LiSSA attempts to make 2nd order gradient descent methods practical (AgBH16):

linear time stochastic second order algorithm that achieves linear convergence for typical problems in machine learning while still maintaining run-times theoretically comparable to state-of-the-art first order algorithms. This relies heavily on the special structure of the optimization problem that allows our unbiased hessian estimator to be implemented efficiently, using only vector-vector products.

David McAllester observes:

Since \(H^{t+1}y^t\) can be computed efficiently whenever we can run backpropagation, the conditions under which the LiSSA algorithm can be run are actually much more general than the paper suggests. Backpropagation can be run on essentially any natural loss function.

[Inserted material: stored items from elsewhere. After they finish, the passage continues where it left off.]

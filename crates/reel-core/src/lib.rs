//! # reel-core
//!
//! Core types and primitives for the Reel animation player.
//! This crate contains foundational types shared across all Reel crates:
//! frame buffers, colors, letterbox geometry, durations, clocks, player
//! configuration, and error types.

pub mod color;
pub mod config;
pub mod error;
pub mod frame;
pub mod hash;
pub mod math;
pub mod time;

pub use config::*;

pub use color::Color;
pub use error::{ReelError, ReelResult};
pub use frame::{FrameBuffer, PixelFormat};
pub use math::{Letterbox, Size2D};
pub use time::{Clock, Duration, ManualClock, SystemClock, Timestamp};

What is Francis Bach’s new baby? Finite sample guarantees for certain Newton-like treatments of SGD for certain problems: (BaMo11, BaMo13)

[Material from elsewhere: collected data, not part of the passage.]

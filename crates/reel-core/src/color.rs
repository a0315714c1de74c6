use serde::{Deserialize, Serialize};
use std::fmt;

/// RGBA color representation with f32 components in [0.0, 1.0] range.
#[derive(Debug, Clone, Copy, PartialEq, Serialize, Deserialize)]
pub struct Color {
    pub r: f32,
    pub g: f32,
    pub b: f32,
    pub a: f32,
}

impl Color {
    pub fn rgba(r: f32, g: f32, b: f32, a: f32) -> Self {
        Self { r, g, b, a }
    }

    /// Create an opaque RGB color (alpha = 1.0).
    pub fn rgb(r: f32, g: f32, b: f32) -> Self {
        Self { r, g, b, a: 1.0 }
    }

    pub fn from_rgba8(px: [u8; 4]) -> Self {
        Self::rgba(
            px[0] as f32 / 255.0,
            px[1] as f32 / 255.0,
            px[2] as f32 / 255.0,
            px[3] as f32 / 255.0,
        )
    }

    /// Create a color from a hex string: `#RGB`, `#RRGGBB` or `#RRGGBBAA`
    /// (the leading `#` is optional).
    pub fn from_hex(hex: &str) -> Result<Self, ColorError> {
        let hex = hex.trim_start_matches('#');
        if !hex.is_ascii() {
            return Err(ColorError::InvalidHex);
        }
        let byte = |s: &str| u8::from_str_radix(s, 16).map_err(|_| ColorError::InvalidHex);
        match hex.len() {
            3 => {
                let nibble = |i: usize| byte(&hex[i..i + 1]).map(|v| v * 17);
                Ok(Self::from_rgba8([nibble(0)?, nibble(1)?, nibble(2)?, 255]))
            }
            6 => Ok(Self::from_rgba8([
                byte(&hex[0..2])?,
                byte(&hex[2..4])?,
                byte(&hex[4..6])?,
                255,
            ])),
            8 => Ok(Self::from_rgba8([
                byte(&hex[0..2])?,
                byte(&hex[2..4])?,
                byte(&hex[4..6])?,
                byte(&hex[6..8])?,
            ])),
            _ => Err(ColorError::InvalidHex),
        }
    }

    /// Parse a paint value as it appears in a document attribute: a hex
    /// color, `none`/`transparent`, or one of the basic color keywords.
    pub fn parse(value: &str) -> Result<Self, ColorError> {
        let value = value.trim();
        if value.starts_with('#') {
            return Self::from_hex(value);
        }
        match value.to_ascii_lowercase().as_str() {
            "none" | "transparent" => Ok(Color::TRANSPARENT),
            "black" => Ok(Color::BLACK),
            "white" => Ok(Color::WHITE),
            "red" => Ok(Color::RED),
            "lime" => Ok(Color::GREEN),
            "green" => Ok(Color::rgb(0.0, 128.0 / 255.0, 0.0)),
            "blue" => Ok(Color::BLUE),
            "yellow" => Ok(Color::rgb(1.0, 1.0, 0.0)),
            "cyan" | "aqua" => Ok(Color::rgb(0.0, 1.0, 1.0)),
            "magenta" | "fuchsia" => Ok(Color::rgb(1.0, 0.0, 1.0)),
            "gray" | "grey" => Ok(Color::rgb(128.0 / 255.0, 128.0 / 255.0, 128.0 / 255.0)),
            "orange" => Ok(Color::rgb(1.0, 165.0 / 255.0, 0.0)),
            _ => Err(ColorError::UnknownName(value.to_string())),
        }
    }

    /// Convert to RGBA u8 array.
    pub fn to_rgba8(&self) -> [u8; 4] {
        [
            (self.r * 255.0).round().clamp(0.0, 255.0) as u8,
            (self.g * 255.0).round().clamp(0.0, 255.0) as u8,
            (self.b * 255.0).round().clamp(0.0, 255.0) as u8,
            (self.a * 255.0).round().clamp(0.0, 255.0) as u8,
        ]
    }

    /// Linearly interpolate between two colors.
    pub fn lerp(&self, other: &Color, t: f32) -> Color {
        let t = t.clamp(0.0, 1.0);
        Color {
            r: self.r + (other.r - self.r) * t,
            g: self.g + (other.g - self.g) * t,
            b: self.b + (other.b - self.b) * t,
            a: self.a + (other.a - self.a) * t,
        }
    }

    /// The same color with its alpha scaled by `factor`.
    pub fn with_alpha_scaled(&self, factor: f32) -> Color {
        Color {
            a: (self.a * factor.clamp(0.0, 1.0)).clamp(0.0, 1.0),
            ..*self
        }
    }

    pub const TRANSPARENT: Color = Color {
        r: 0.0,
        g: 0.0,
        b: 0.0,
        a: 0.0,
    };
    pub const BLACK: Color = Color {
        r: 0.0,
        g: 0.0,
        b: 0.0,
        a: 1.0,
    };
    pub const WHITE: Color = Color {
        r: 1.0,
        g: 1.0,
        b: 1.0,
        a: 1.0,
    };
    pub const RED: Color = Color {
        r: 1.0,
        g: 0.0,
        b: 0.0,
        a: 1.0,
    };
    pub const GREEN: Color = Color {
        r: 0.0,
        g: 1.0,
        b: 0.0,
        a: 1.0,
    };
    pub const BLUE: Color = Color {
        r: 0.0,
        g: 0.0,
        b: 1.0,
        a: 1.0,
    };
}

impl Default for Color {
    fn default() -> Self {
        Color::BLACK
    }
}

impl fmt::Display for Color {
    fn fmt(&self, f: &mut fmt::Formatter<'_>) -> fmt::Result {
        let [r, g, b, a] = self.to_rgba8();
        if a == 255 {
            write!(f, "#{:02X}{:02X}{:02X}", r, g, b)
        } else {
            write!(f, "#{:02X}{:02X}{:02X}{:02X}", r, g, b, a)
        }
    }
}

#[derive(Debug, thiserror::Error)]
pub enum ColorError {
    #[error("invalid hex color string")]
    InvalidHex,
    #[error("unknown color name '{0}'")]
    UnknownName(String),
}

Beyond stochastic gradient descent for large-scale machine learning

Many machine learning and signal processing problems are traditionally cast as convex optimization problems. A common difficulty in solving these problems is the size of the data, where there are many observations (‘large n’) and each of these is large (‘large p’). In this setting, online algorithms such as stochastic gradient descent which pass over the data only once, are usually preferred over batch algorithms, which require multiple passes over the data. In this talk, I will show how the smoothness of loss functions may be used to design novel algorithms with improved behavior, both in theory and practice: in the ideal infinite-data setting, an efficient novel Newton-based stochastic approximation algorithm leads to a convergence rate of O(1/n) without strong convexity assumptions, while in the practical finite-data setting, an appropriate combination of batch and online algorithms leads to unexpected behaviors, such as a linear convergence rate for strongly convex problems, with an iteration cost similar to stochastic gradient descent. (joint work with Nicolas Le Roux, Eric Moulines and Mark Schmidt).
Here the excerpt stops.